A lua de mel com o bolsonarismo acabou poucos meses depois. Em fevereiro de 2017, o protético criticou Flávio Bolsonaro nas redes sociais, após o parlamentar ter votado em Jorge Picciani, cacique do MDB, para o seu sexto mandato como presidente da Assembleia Legislativa do Rio de Janeiro. “Tem coisa mais velha política do que isso?”, reclamou Melo. Cinco dias mais tarde, Flávio Bolsonaro revidou. O deputado publicou no Instagram uma foto do Batman dos Protestos ao lado de manifestantes que pediam o fim da Polícia Militar. A legenda ironizava o “sonho dos militantes do PSOL”. Melo, que nem concordava com a reivindicação, foi atacado na internet e taxado de esquerdista. “Você só é amigo enquanto reza pela cartilha deles”, lamentou.
Em junho passado, publicou na sua página Batman dos Protestos, no Facebook (com mais de 46 mil seguidores), um post em que explica sua ruptura com os antigos camaradas. Sem a máscara de Batman, com o cenho franzido e as longas costeletas à mostra, diz que mudou de lado após ter visto um vídeo em que o ex-capitão, num comício no Rio de Janeiro, em 2017, defende o salário de 33 mil reais dos deputados federais. “Infelizmente [Jair Bolsonaro] não é um mito, é uma farsa”, sentencia Melo. Em seguida, pede desculpas pelo que defendeu no passado. “Socialismo é uma merda, mas não posso apoiar quem está há trinta anos na política e nunca fez nada.”

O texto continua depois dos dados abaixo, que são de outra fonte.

//! Document initialisation and checks.
//!
//! # Usage
//!
//! ```bash
//! hc-cli store init [--force]
//! hc-cli store check
//! ```

use std::path::{Path, PathBuf};

use honor_culture_server::services::auth::is_password_hash;
use honor_culture_server::store::{StoreError, load_document, persist, seed_document};
use thiserror::Error;
use tracing::{info, warn};

/// Errors from store commands.
#[derive(Debug, Error)]
pub enum StoreCommandError {
    /// Refusing to overwrite without `--force`.
    #[error("Document already exists at {0}. Use --force to overwrite")]
    AlreadyExists(PathBuf),

    /// Nothing to check.
    #[error("Document not found at {0}. Run 'hc-cli store init' first")]
    NotFound(PathBuf),

    /// Reading the file failed.
    #[error("Failed to read {path}: {source}")]
    Read {
        path: PathBuf,
        #[source]
        source: std::io::Error,
    },

    /// Loading, seeding or persisting failed.
    #[error(transparent)]
    Store(#[from] StoreError),
}

/// Write the seed document to `path`.
///
/// # Errors
///
/// Returns `StoreCommandError::AlreadyExists` when the file exists and
/// `force` is false, or a store error if seeding or writing fails.
pub async fn init(path: &Path, force: bool) -> Result<(), StoreCommandError> {
    if !force && tokio::fs::try_exists(path).await.unwrap_or(false) {
        return Err(StoreCommandError::AlreadyExists(path.to_path_buf()));
    }

    let doc = seed_document()?;
    persist(path, &doc).await?;

    info!(
        path = %path.display(),
        products = doc.products.len(),
        categories = doc.categories.len(),
        admins = doc.admins.len(),
        "Seed document written"
    );
    Ok(())
}

/// Parse the document at `path` and report collection sizes.
///
/// Admins whose password is still stored in plaintext are reported; the
/// server re-hashes them on their next login.
///
/// # Errors
///
/// Returns an error if the file is missing, unreadable or malformed.
pub async fn check(path: &Path) -> Result<(), StoreCommandError> {
    let bytes = match tokio::fs::read(path).await {
        Ok(bytes) => bytes,
        Err(e) if e.kind() == std::io::ErrorKind::NotFound => {
            return Err(StoreCommandError::NotFound(path.to_path_buf()));
        }
        Err(source) => {
            return Err(StoreCommandError::Read {
                path: path.to_path_buf(),
                source,
            });
        }
    };
    let doc = load_document(path, &bytes)?;

    info!(
        path = %path.display(),
        products = doc.products.len(),
        categories = doc.categories.len(),
        admins = doc.admins.len(),
        orders = doc.orders.len(),
        audit_entries = doc.audit_log.len(),
        "Document is valid"
    );

    for admin in doc.admins.iter().filter(|a| !is_password_hash(&a.password)) {
        warn!(username = %admin.username, "Admin password is stored in plaintext");
    }
    Ok(())
}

Apesar da nova tomada de posição, Batman decidiu não ir às ruas durante a última campanha eleitoral. Tem se dedicado sobretudo ao voluntariado, que alterna com o trabalho de protético – como é autônomo, sua renda e carga horária variam conforme a demanda. Eventualmente, faz bicos em festas infantis ao lado de outros super-heróis.

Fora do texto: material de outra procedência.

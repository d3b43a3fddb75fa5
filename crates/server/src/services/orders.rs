//! Order service: checkout, order management and inventory alerts.

use chrono::Utc;
use honor_culture_core::types::lenient;
use honor_culture_core::{
    AuditAction, Order, OrderId, OrderItem, OrderStatus, PaymentSummary, Product, ProductId,
    SYSTEM_ACTOR, ShippingInfo,
};
use serde::{Deserialize, Serialize};
use serde_json::{Value, json};
use tracing::{info, instrument};

use crate::error::{AppError, Result};
use crate::services::audit;
use crate::services::notifications::{NotificationDispatcher, messages};
use crate::store::{DocumentStore, unique_id};

// =============================================================================
// Inputs
// =============================================================================

/// Checkout submission.
#[derive(Debug, Default, Deserialize)]
#[serde(default, rename_all = "camelCase")]
pub struct OrderRequest {
    pub items: Vec<CartLine>,
    pub shipping_info: ShippingInfo,
    pub payment_info: Option<PaymentInput>,
    #[serde(deserialize_with = "lenient::opt_f64_or_string")]
    pub total: Option<f64>,
}

/// One cart line as the storefront sends it.
#[derive(Debug, Clone, Deserialize)]
#[serde(rename_all = "camelCase")]
pub struct CartLine {
    pub id: ProductId,
    #[serde(default)]
    pub name: String,
    #[serde(default, deserialize_with = "lenient::f64_or_string")]
    pub price: f64,
    #[serde(default = "one", deserialize_with = "lenient::u32_or_string")]
    pub quantity: u32,
    #[serde(default)]
    pub variant: Option<Value>,
    #[serde(default)]
    pub images: Vec<Value>,
    #[serde(default)]
    pub image: Option<String>,
}

const fn one() -> u32 {
    1
}

impl CartLine {
    /// First image URL: `images[0]` (a URL or `{url}` object), then `image`.
    fn image_url(&self) -> String {
        let from_images = self.images.first().and_then(|first| match first {
            Value::String(url) => Some(url.clone()),
            Value::Object(obj) => obj.get("url").and_then(Value::as_str).map(str::to_string),
            _ => None,
        });

        from_images
            .or_else(|| self.image.clone())
            .unwrap_or_default()
    }

    fn snapshot(&self) -> OrderItem {
        OrderItem {
            id: self.id.clone(),
            name: self.name.clone(),
            price: self.price,
            quantity: self.quantity,
            variant: self.variant.clone().unwrap_or_else(|| json!({})),
            image: self.image_url(),
        }
    }
}

/// Payment fields read from a checkout submission.
///
/// Only the holder name and card number are read; the number is reduced to
/// its last four digits before anything is stored.
#[derive(Default, Deserialize)]
#[serde(default, rename_all = "camelCase")]
pub struct PaymentInput {
    pub card_holder_name: Option<String>,
    pub card_number: Option<String>,
}

impl std::fmt::Debug for PaymentInput {
    fn fmt(&self, f: &mut std::fmt::Formatter<'_>) -> std::fmt::Result {
        f.debug_struct("PaymentInput")
            .field("card_holder_name", &self.card_holder_name)
            .field("card_number", &"[REDACTED]")
            .finish()
    }
}

/// Back-office order update.
#[derive(Debug, Default, Deserialize)]
#[serde(default, rename_all = "camelCase")]
pub struct OrderUpdate {
    pub status: Option<String>,
}

// =============================================================================
// Outputs
// =============================================================================

/// A product in an inventory alert, with its summed variant stock.
#[derive(Debug, Clone, Serialize)]
#[serde(rename_all = "camelCase")]
pub struct StockAlert {
    #[serde(flatten)]
    pub product: Product,
    pub variant_stock: u64,
}

impl From<&Product> for StockAlert {
    fn from(product: &Product) -> Self {
        Self {
            product: product.clone(),
            variant_stock: product.variant_stock(),
        }
    }
}

/// Low-stock and out-of-stock views.
///
/// `total` counts both lists, so an out-of-stock product is counted twice.
#[derive(Debug, Clone, Serialize)]
#[serde(rename_all = "camelCase")]
pub struct InventoryAlerts {
    pub low_stock: Vec<StockAlert>,
    pub out_of_stock: Vec<StockAlert>,
    pub total: usize,
}

// =============================================================================
// Service
// =============================================================================

/// Order service.
pub struct OrderService<'a> {
    store: &'a DocumentStore,
    notifications: &'a NotificationDispatcher,
}

impl<'a> OrderService<'a> {
    /// Create a new order service.
    #[must_use]
    pub const fn new(store: &'a DocumentStore, notifications: &'a NotificationDispatcher) -> Self {
        Self {
            store,
            notifications,
        }
    }

    /// Validate and store a checkout submission.
    ///
    /// Line items are copied, so later catalog edits never reach the order.
    /// A notification is dispatched in the background.
    ///
    /// # Errors
    ///
    /// Returns `AppError::Rejected` for an empty cart or missing shipping
    /// fields, or `AppError::Store` if persisting fails.
    #[instrument(skip_all, fields(items = request.items.len()))]
    pub async fn place_order(&self, request: OrderRequest) -> Result<Order> {
        if request.items.is_empty() {
            return Err(AppError::Rejected("No items in order".to_string()));
        }

        let missing = request.shipping_info.missing_fields();
        if !missing.is_empty() {
            tracing::debug!(?missing, "Order rejected");
            return Err(AppError::Rejected(
                "Missing shipping information".to_string(),
            ));
        }

        let items: Vec<OrderItem> = request.items.iter().map(CartLine::snapshot).collect();
        let total = request
            .total
            .unwrap_or_else(|| items.iter().map(OrderItem::line_total).sum());
        let payment = request.payment_info.unwrap_or_default();
        let payment_info = PaymentSummary::redact(
            payment.card_holder_name.as_deref(),
            payment.card_number.as_deref(),
        );
        let shipping_info = request.shipping_info;

        let order = self
            .store
            .write(|doc| {
                let id = OrderId::new(unique_id("ORD-", |candidate| {
                    doc.orders.iter().any(|o| o.id.as_str() == candidate)
                }));
                let now = Utc::now();
                let order = Order {
                    order_number: id.clone(),
                    id,
                    items,
                    shipping_info,
                    payment_info,
                    total,
                    status: OrderStatus::Pending,
                    date: now,
                    created_at: now,
                    updated_at: None,
                };

                doc.orders.push(order.clone());
                audit::append(
                    doc,
                    SYSTEM_ACTOR,
                    AuditAction::OrderCreated,
                    json!({
                        "orderId": order.id,
                        "customerEmail": order.shipping_info.email,
                        "total": order.total,
                    }),
                );
                Ok::<_, AppError>(order)
            })
            .await?;

        info!(order_id = %order.id, total = order.total, "Order placed");
        self.notifications
            .dispatch("order_placed", messages::order_placed(&order));

        Ok(order)
    }

    /// All orders, newest first.
    pub async fn list_orders(&self) -> Vec<Order> {
        let mut orders = self.store.read(|doc| doc.orders.clone()).await;
        orders.sort_by(|a, b| b.created_at.cmp(&a.created_at));
        orders
    }

    /// Fetch one order.
    ///
    /// # Errors
    ///
    /// Returns `AppError::NotFound` if no order has `id`.
    #[instrument(skip(self), fields(order_id = %id))]
    pub async fn get_order(&self, id: &OrderId) -> Result<Order> {
        self.store
            .read(|doc| doc.orders.iter().find(|o| &o.id == id).cloned())
            .await
            .ok_or_else(|| AppError::NotFound("Order not found".to_string()))
    }

    /// Change an order's status and stamp `updatedAt`.
    ///
    /// # Errors
    ///
    /// Returns `AppError::BadRequest` for an unknown status,
    /// `AppError::NotFound` if no order has `id`, or `AppError::Store` if
    /// persisting fails.
    #[instrument(skip(self, update), fields(order_id = %id, admin_id = %actor))]
    pub async fn update_order(
        &self,
        id: &OrderId,
        update: OrderUpdate,
        actor: &str,
    ) -> Result<Order> {
        let status = update
            .status
            .as_deref()
            .filter(|s| !s.trim().is_empty())
            .map(str::parse::<OrderStatus>)
            .transpose()
            .map_err(AppError::BadRequest)?;

        self.store
            .write(|doc| {
                let order = doc
                    .orders
                    .iter_mut()
                    .find(|o| &o.id == id)
                    .ok_or_else(|| AppError::NotFound("Order not found".to_string()))?;

                if let Some(status) = status {
                    order.status = status;
                }
                order.updated_at = Some(Utc::now());
                let updated = order.clone();

                audit::append(
                    doc,
                    actor,
                    AuditAction::UpdateOrder,
                    json!({ "orderId": id, "status": status }),
                );
                Ok(updated)
            })
            .await
    }

    /// Products at or below `threshold`, and products with no inventory.
    ///
    /// Recomputed from the product list on every call.
    #[instrument(skip(self))]
    pub async fn inventory_alerts(&self, threshold: u32) -> InventoryAlerts {
        self.store
            .read(|doc| {
                let low_stock: Vec<StockAlert> = doc
                    .products
                    .iter()
                    .filter(|p| p.inventory <= threshold)
                    .map(StockAlert::from)
                    .collect();
                let out_of_stock: Vec<StockAlert> = doc
                    .products
                    .iter()
                    .filter(|p| p.inventory == 0)
                    .map(StockAlert::from)
                    .collect();
                let total = low_stock.len() + out_of_stock.len();

                InventoryAlerts {
                    low_stock,
                    out_of_stock,
                    total,
                }
            })
            .await
    }
}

Abriu exceção em 29 de novembro, um mês depois do segundo turno. Com a fantasia completa de Cavaleiro das Trevas, foi à sede da Polícia Federal acompanhar a prisão do governador do Rio, Luiz Fernando Pezão, investigado na Operação Lava Jato por suposto recebimento de propina. Em fotos na imprensa, o Batman carioca aparece segurando uma cartolina com os dizeres “Pezão ladrão seu lugar é na prisão”. Ao seu lado, um homem ostenta a camisa da Seleção. São os dois únicos manifestantes no local. “Na verdade, aquilo foi uma festa”, disse Melo. “É de lei. Depois de tanto protesto, a gente teve que comemorar.”